Examine the records below and count how many lines contain the string "bool". Give only the number.

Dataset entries
<<<<

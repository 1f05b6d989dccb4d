//! # Catalog Helpers
//!
//! Pure functions over a product list: browsing filters, featured selection,
//! distinct categories and the admin dashboard numbers.
//!
//! These are computed from store state on demand; nothing here is cached or
//! persisted.
//!
//! ## Browsing Filter
//! ```text
//! ┌─────────────────────────────────────────────────────────────────────────┐
//! │  Products page                                                          │
//! │                                                                         │
//! │  search "diya"   ──┐                                                    │
//! │  category "All"  ──┼──► ProductFilter::matches(product)                 │
//! │  price "500-1000"──┘        name/description contains (case-insens.)    │
//! │                             AND category equal (or unset)               │
//! │                             AND min <= price <= max (inclusive)         │
//! │                                                                         │
//! │  "Showing 2 of 4 products"                                              │
//! └─────────────────────────────────────────────────────────────────────────┘
//! ```

use serde::{Deserialize, Serialize};
use std::fmt;
use std::str::FromStr;
use ts_rs::TS;

use crate::error::{CoreError, CoreResult};
use crate::money::Money;
use crate::types::Product;

/// Number of featured products shown on the home page.
pub const HOME_FEATURED_LIMIT: usize = 4;

// =============================================================================
// Price Range
// =============================================================================

/// Inclusive price bounds for catalog browsing.
#[derive(Debug, Clone, Copy, PartialEq, Eq, Serialize, Deserialize, TS)]
#[ts(export)]
pub struct PriceRange {
    pub min: Money,
    /// `None` means no upper bound.
    pub max: Option<Money>,
}

impl PriceRange {
    pub const fn new(min: Money, max: Option<Money>) -> Self {
        PriceRange { min, max }
    }

    /// True when `price` lies within the bounds (both inclusive).
    pub fn contains(&self, price: Money) -> bool {
        price >= self.min && self.max.map_or(true, |max| price <= max)
    }

    /// The ranges offered in the price dropdown, with their labels.
    pub fn presets() -> [(&'static str, PriceRange); 4] {
        [
            (
                "Under ₹500",
                PriceRange::new(Money::zero(), Some(Money::from_rupees(500))),
            ),
            (
                "₹500 - ₹1000",
                PriceRange::new(Money::from_rupees(500), Some(Money::from_rupees(1000))),
            ),
            (
                "₹1000 - ₹2000",
                PriceRange::new(Money::from_rupees(1000), Some(Money::from_rupees(2000))),
            ),
            ("Above ₹2000", PriceRange::new(Money::from_rupees(2000), None)),
        ]
    }
}

/// Parses the dropdown values: `"0-500"` (bounded) or `"2000"` (open ended),
/// both in whole rupees. A max of `0` means no upper bound.
impl FromStr for PriceRange {
    type Err = CoreError;

    fn from_str(s: &str) -> Result<Self, Self::Err> {
        let s = s.trim();
        let invalid = || CoreError::InvalidPriceRange(s.to_string());
        let parse = |part: &str| part.trim().parse::<u32>().map_err(|_| invalid());

        let range = match s.split_once('-') {
            Some((min, max)) => {
                let min = parse(min)?;
                let max = parse(max)?;
                let max = (max != 0).then(|| Money::from_rupees(i64::from(max)));
                PriceRange::new(Money::from_rupees(i64::from(min)), max)
            }
            None => PriceRange::new(Money::from_rupees(i64::from(parse(s)?)), None),
        };

        if range.max.is_some_and(|max| max < range.min) {
            return Err(invalid());
        }
        Ok(range)
    }
}

impl fmt::Display for PriceRange {
    fn fmt(&self, f: &mut fmt::Formatter<'_>) -> fmt::Result {
        match self.max {
            Some(max) => write!(f, "{}-{}", self.min.rupees(), max.rupees()),
            None => write!(f, "{}", self.min.rupees()),
        }
    }
}

// =============================================================================
// Product Filter
// =============================================================================

/// Catalog browsing filter. The default filter matches every product.
#[derive(Debug, Clone, Default, PartialEq, Eq, Serialize, Deserialize, TS)]
#[serde(rename_all = "camelCase", default)]
#[ts(export)]
pub struct ProductFilter {
    /// Case-insensitive substring of name or description.
    pub search: String,
    /// Exact category; `None` matches all.
    pub category: Option<String>,
    pub price_range: Option<PriceRange>,
}

impl ProductFilter {
    /// Builds a filter from the raw control values of the products page.
    /// Empty strings mean "no constraint". The search text is kept as typed.
    pub fn from_controls(search: &str, category: &str, price_range: &str) -> CoreResult<Self> {
        let search = search.to_string();
        let category = (!category.trim().is_empty()).then(|| category.trim().to_string());
        let price_range = if price_range.trim().is_empty() {
            None
        } else {
            Some(price_range.parse()?)
        };

        Ok(ProductFilter {
            search,
            category,
            price_range,
        })
    }

    pub fn matches(&self, product: &Product) -> bool {
        self.matches_search(product)
            && self
                .category
                .as_deref()
                .map_or(true, |category| category.is_empty() || product.category == category)
            && self
                .price_range
                .map_or(true, |range| range.contains(product.price))
    }

    fn matches_search(&self, product: &Product) -> bool {
        if self.search.is_empty() {
            return true;
        }
        let needle = self.search.to_lowercase();
        product.name.to_lowercase().contains(&needle)
            || product.description.to_lowercase().contains(&needle)
    }

    /// Applies the filter, preserving catalog order.
    pub fn apply<'a>(&self, products: &'a [Product]) -> Vec<&'a Product> {
        products.iter().filter(|p| self.matches(p)).collect()
    }
}

// =============================================================================
// Derived Views
// =============================================================================

/// Distinct categories in order of first appearance.
pub fn distinct_categories(products: &[Product]) -> Vec<String> {
    let mut categories: Vec<String> = Vec::new();
    for product in products {
        if !categories.iter().any(|c| *c == product.category) {
            categories.push(product.category.clone());
        }
    }
    categories
}

/// The first `limit` featured products, in catalog order.
pub fn featured_products(products: &[Product], limit: usize) -> Vec<&Product> {
    products.iter().filter(|p| p.featured).take(limit).collect()
}

/// Numbers on the admin dashboard.
#[derive(Debug, Clone, Copy, PartialEq, Eq, Serialize, Deserialize, TS)]
#[serde(rename_all = "camelCase")]
#[ts(export)]
pub struct CatalogStats {
    pub total_products: usize,
    pub featured_products: usize,
    /// Sum of unit prices across the catalog.
    pub total_value: Money,
    pub categories: usize,
}

impl CatalogStats {
    pub fn from_products(products: &[Product]) -> Self {
        CatalogStats {
            total_products: products.len(),
            featured_products: products.iter().filter(|p| p.featured).count(),
            total_value: products.iter().map(|p| p.price).sum(),
            categories: distinct_categories(products).len(),
        }
    }
}

// =============================================================================
// Unit Tests
// =============================================================================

>>>>

Output for this exercise:
3